Decision Information

Decision Content

CANADIAN HUMAN RIGHTS TRIBUNAL TRIBUNAL CANADIEN DES DROITS DE LA PERSONNE

BARBARA TANZOS

Complainant

- and -

CANADIAN HUMAN RIGHTS COMMISSION

Commission

- and -

AZ BUS TOURS INC.

Respondent

RULING

2007 CHRT 32
2007/08/08

MEMBER: Michel Doucet

[1] At the hearing, the complainant, Barbara Tanzos, sought to introduce in evidence a transcript and tapes of a telephone conversation she had on March 24, 2001, with Mr. Ron Roffey, the Operations Manager of the respondent, AZ Bus Tours Inc., and of a meeting with Terry Barnett, the respondent's General Manager, held on September 6, 2001.

[2] The respondent objected to the introduction of these tapes and of the transcript of these conversations. It argued that these conversations had been taped without the knowledge and consent of Mr. Barnett and Mr. Roffey. The respondent added that the action of the complainant constituted a recording of private conversations between individuals done without their consent. It further argued that these taped conversations violated paragraph 7(b) of the Personal Information Protection and Electronic Documents Act, S.C. 2000, c. 5 and paragraphs 5(1) and (2) of the Canadian Evidence Act, R.S. 1985, c. 5. Counsel for the respondent finally added that the probative value of the information contained on these tapes is outweighed by the prejudicial effects that its introduction would have on the respondent, although she never identified what these prejudicial effects were.

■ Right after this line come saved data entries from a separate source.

// src/browser/driver.rs
//
// Driver lifecycle: start geckodriver (unless a WebDriver URL is configured),
// then open a Firefox session against it.

use std::process::Stdio;
use std::time::Duration;

use thirtyfour::prelude::*;
use tokio::process::{Child, Command};
use tracing::{debug, info};

use super::WebDriverSession;
use crate::config::options::BrowserOptions;
use crate::core::RetryPolicy;
use crate::error::ScrapeError;
use crate::specs::SiteMap;

const CONNECT_ATTEMPTS: u32 = 10;
const CONNECT_DELAY: Duration = Duration::from_millis(500);

fn spawn_geckodriver(opts: &BrowserOptions) -> Result<Child, ScrapeError> {
    if !opts.geckodriver.exists() {
        return Err(ScrapeError::Driver(format!(
            "geckodriver not found at {} (set --geckodriver or --webdriver-url)",
            opts.geckodriver.display()
        )));
    }
    let child = Command::new(&opts.geckodriver)
        .arg("--port")
        .arg(opts.port.to_string())
        .stdout(Stdio::null())
        .stderr(Stdio::null())
        .kill_on_drop(true)
        .spawn()
        .map_err(|e| ScrapeError::Driver(format!("failed to start {}: {e}", opts.geckodriver.display())))?;
    info!(path = %opts.geckodriver.display(), port = opts.port, "geckodriver started");
    Ok(child)
}

async fn connect(opts: &BrowserOptions) -> Result<WebDriver, ScrapeError> {
    let server = opts.server_url();
    let policy = RetryPolicy::new(CONNECT_ATTEMPTS, CONNECT_DELAY);
    let mut attempts = policy.start("webdriver connect");
    loop {
        let mut caps = DesiredCapabilities::firefox();
        if opts.headless {
            caps.set_headless()?;
        }
        match WebDriver::new(&server, caps).await {
            Ok(driver) => {
                info!(server = %server, headless = opts.headless, "browser session open");
                return Ok(driver);
            }
            Err(e) => {
                debug!(error = %e, "webdriver not ready");
                attempts.failed(e.into()).await?;
            }
        }
    }
}

/// Open a browser session ready for the scrape pipeline.
pub async fn launch(opts: &BrowserOptions, site: &SiteMap) -> Result<WebDriverSession, ScrapeError> {
    let child = match opts.webdriver_url {
        Some(_) => None,
        None => Some(spawn_geckodriver(opts)?),
    };
    // On error the child is dropped here and killed.
    let driver = connect(opts).await?;
    Ok(WebDriverSession::new(driver, site.clone(), opts.poll_interval(), child))
}
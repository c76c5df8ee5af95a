// src/macros.rs

/// `String` shorthand.
/// `s!()` is an empty string, `s!(x)` is `String::from(x)`.
#[macro_export]
macro_rules! s {
    () => {
        ::std::string::String::new()
    };
    ($expr:expr) => {
        ::std::string::String::from($expr)
    };
}

/// Concatenate string-ish pieces into a fresh `String`.
#[macro_export]
macro_rules! join {
    ($first:expr $(, $rest:expr)+ $(,)?) => {{
        let mut out = ::std::string::String::from($first);
        $( out.push_str($rest); )+
        out
    }};
}
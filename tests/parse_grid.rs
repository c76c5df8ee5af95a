// tests/parse_grid.rs
use unfccc_scrape::config::options::ScrapeOptions;
use unfccc_scrape::specs::{Parser, SiteMap, is_complete};

const GRID: &str = include_str!("fixtures/grid.html");
const PAGE_URL: &str = "https://www4.unfccc.int/sites/submissionsstaging/Pages/Home.aspx";

fn parser() -> Parser {
    Parser::new(&SiteMap::default(), &ScrapeOptions::default().entity_types).unwrap()
}

#[test]
fn only_the_open_panel_is_parsed() {
    let calls = parser().parse_grid(GRID, PAGE_URL);
    let issues: Vec<_> = calls.iter().map(|c| c.issue.as_deref()).collect();
    assert_eq!(issues, [Some("Matters relating to finance"), Some("Adaptation")]);
}

#[test]
fn call_fields_are_read_and_missing_ones_are_none() {
    let calls = parser().parse_grid(GRID, PAGE_URL);
    let first = &calls[0];
    assert_eq!(first.deadline.as_deref(), Some("15 Feb 2024"));
    assert_eq!(first.title.as_deref(), Some("Views on the new collective quantified goal"));
    assert_eq!(first.mandate.as_deref(), Some("Decision 9/CMA.1, paragraph 7"));

    let second = &calls[1];
    assert_eq!(second.deadline, None);
    assert_eq!(second.mandate, None);
}

#[test]
fn sections_outside_allow_list_are_dropped() {
    let calls = parser().parse_grid(GRID, PAGE_URL);
    let labels: Vec<_> = calls[0].submissions.labels().collect();
    assert_eq!(labels, ["Party", "NGO", "UN"]);
    assert_eq!(calls[0].submissions.get("UN").unwrap().len(), 0);
    assert!(calls[0].submissions.get("Admitted Observer Organization").is_none());
    assert_eq!(calls[0].submissions.submission_count(), 3);
}

#[test]
fn submission_rows_keep_document_order_and_build_urls() {
    let calls = parser().parse_grid(GRID, PAGE_URL);
    let party = calls[0].submissions.get("Party").unwrap();

    assert_eq!(party[0].name.as_deref(), Some("Chile submission on NCQG"));
    assert_eq!(party[0].entity.as_deref(), Some("Chile"));
    assert_eq!(party[0].language.as_deref(), Some("English"));
    assert_eq!(party[0].date.as_deref(), Some("15/02/2024"));
    assert_eq!(
        party[0].url.as_deref(),
        Some("https://www4.unfccc.int/sites/submissionsstaging/Documents/202402151200---Chile.pdf")
    );

    assert_eq!(party[1].name.as_deref(), Some("Peru submission"));
    assert_eq!(party[1].language, None);
    assert_eq!(party[1].url, None);
}

#[test]
fn narrower_allow_list() {
    let parser = Parser::new(&SiteMap::default(), &["IGO".to_string()]).unwrap();
    let calls = parser.parse_grid(GRID, PAGE_URL);
    assert!(calls[0].submissions.is_empty());
    assert_eq!(calls[1].submissions.labels().collect::<Vec<_>>(), ["IGO"]);
}

#[test]
fn panel_counts_come_from_collapsed_titles() {
    let p = parser();
    let counts = p.panel_counts(GRID);
    assert_eq!(counts, [Some(1204)]);
    assert!(is_complete(&counts, 486));
    assert!(!is_complete(&counts, 2000));
}

#[test]
fn pager_is_detected() {
    let p = parser();
    assert!(p.has_next_page(GRID));
    assert!(!p.has_next_page("<html><body><a onclick=\"other()\">Prev</a></body></html>"));
}

#[test]
fn missing_json_fields_serialize_as_null() {
    let calls = parser().parse_grid(GRID, PAGE_URL);
    let v = serde_json::to_value(&calls[0]).unwrap();
    let peru = &v["submissions"]["Party"][1];
    assert!(peru["submission_language"].is_null());
    assert!(peru["submission_url"].is_null());
    assert_eq!(peru["submission_date"], "16/02/2024");
}
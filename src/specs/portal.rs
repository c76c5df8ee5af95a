// src/specs/portal.rs
//! Selector table for the submissions portal.
//!
//! Every CSS selector and attribute name the scraper relies on is listed in
//! [`SiteMap::default`]. Browser actions and offline parsing both resolve
//! [`Element`]s and [`Field`]s through it; nothing else in the crate spells a
//! selector.

use serde::Deserialize;

use crate::config::consts::PORTAL_BASE_PATH;

/// Text fields read from the page.
/// The first four belong to a call, the rest to one submission row.
#[derive(Clone, Copy, Debug, PartialEq, Eq, Hash)]
pub enum Field {
    Issue,
    Deadline,
    Title,
    Mandate,
    FileName,
    Entity,
    Language,
    SubmissionDate,
}

impl Field {
    pub const CALL: [Field; 4] = [Field::Issue, Field::Deadline, Field::Title, Field::Mandate];
    pub const SUBMISSION: [Field; 4] =
        [Field::FileName, Field::Entity, Field::Language, Field::SubmissionDate];
}

/// Page elements the browser interacts with or the parser walks.
#[derive(Clone, Copy, Debug, PartialEq, Eq, Hash)]
pub enum Element {
    /// "Clear tags" button that resets the portal's topic filter.
    ClearTags,
    /// Collapsed panel header link; its text carries the "(N)" document count.
    PanelToggle,
    /// Call area rendered once a panel has opened.
    CallArea,
    /// One submission call inside the currently open panel.
    GridCell,
    /// Pager link to the next page of the open panel.
    NextPage,
    /// Per-entity-type group of submissions inside a call.
    Section,
    /// One submitted file inside a section.
    SubmissionRow,
    Field(Field),
}

#[derive(Clone, Debug, PartialEq, Eq, Deserialize)]
#[serde(default)]
pub struct SiteMap {
    /// Path segment of the portal page that file references replace.
    pub base_path: String,

    pub clear_tags: String,
    pub panel_toggle: String,
    pub call_area: String,
    pub grid_cell: String,
    pub next_page: String,
    pub section: String,
    pub submission_row: String,

    // Call fields, relative to a grid cell
    pub issue: String,
    pub deadline: String,
    pub title: String,
    pub mandate: String,

    // Submission fields, relative to a row
    pub file_name: String,
    pub entity: String,
    pub language: String,
    pub submission_date: String,

    pub entity_type_attr: String,
    pub file_ref_attr: String,
}

impl Default for SiteMap {
    fn default() -> Self {
        Self {
            base_path: s!(PORTAL_BASE_PATH),

            clear_tags: s!("#btnClearTags"),
            panel_toggle: s!(r#"div.panel-group a[class="collapsed"]"#),
            call_area: s!("div.submissioncallarea"),
            grid_cell: s!("div.panel-collapse.collapse.in div.soby_gridcell"),
            next_page: s!(r#"a[onclick*=".GoToNextPage()"]"#),
            section: s!("div.container.submissionarea > div.submissionssection"),
            submission_row: s!("div.row.tablefilerow"),

            issue: s!("div.submissioncallarea > div div.col-md-10.issue"),
            deadline: s!("div.submissioncallarea > div div.col-md-7.deadline"),
            title: s!("div.submissioncallarea > div div.col-md-10.cfstitle"),
            mandate: s!("div.submissioncallarea > div div.col-md-10.mandate"),

            file_name: s!("div.col-sm-4.filename"),
            entity: s!("div.col-sm-4.entity"),
            language: s!("div.col-sm-2.language"),
            submission_date: s!("div.col-sm-2.submissiondate"),

            entity_type_attr: s!("entitytype"),
            file_ref_attr: s!("fileref"),
        }
    }
}

impl SiteMap {
    pub fn selector(&self, element: Element) -> &str {
        match element {
            Element::ClearTags => &self.clear_tags,
            Element::PanelToggle => &self.panel_toggle,
            Element::CallArea => &self.call_area,
            Element::GridCell => &self.grid_cell,
            Element::NextPage => &self.next_page,
            Element::Section => &self.section,
            Element::SubmissionRow => &self.submission_row,
            Element::Field(f) => self.field(f),
        }
    }

    pub fn field(&self, field: Field) -> &str {
        match field {
            Field::Issue => &self.issue,
            Field::Deadline => &self.deadline,
            Field::Title => &self.title,
            Field::Mandate => &self.mandate,
            Field::FileName => &self.file_name,
            Field::Entity => &self.entity,
            Field::Language => &self.language,
            Field::SubmissionDate => &self.submission_date,
        }
    }

    /// All (name, selector) pairs, for validation and error messages.
    pub fn entries(&self) -> Vec<(&'static str, &str)> {
        vec![
            ("clear_tags", &self.clear_tags),
            ("panel_toggle", &self.panel_toggle),
            ("call_area", &self.call_area),
            ("grid_cell", &self.grid_cell),
            ("next_page", &self.next_page),
            ("section", &self.section),
            ("submission_row", &self.submission_row),
            ("issue", &self.issue),
            ("deadline", &self.deadline),
            ("title", &self.title),
            ("mandate", &self.mandate),
            ("file_name", &self.file_name),
            ("entity", &self.entity),
            ("language", &self.language),
            ("submission_date", &self.submission_date),
        ]
    }
}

[3] I have reviewed the authorities on this matter and have come to the conclusion that the tapes and the transcripts should be admitted into evidence for the following reasons.

[4] In the decision R. v. Pleich (1980), 55 C.C.C.(2d) 13, the Ontario Court of Appeal held that taped conversations should be treated much like testimony from a witness who had overheard a conversation and made accurate notes. Audiotapes are original evidence that can provide cogent and convincing evidence. A tape has no memory problem and will better disclose exactly how words were used and the manner in which they were spoken than a witness who was a party to the conversation many years ago.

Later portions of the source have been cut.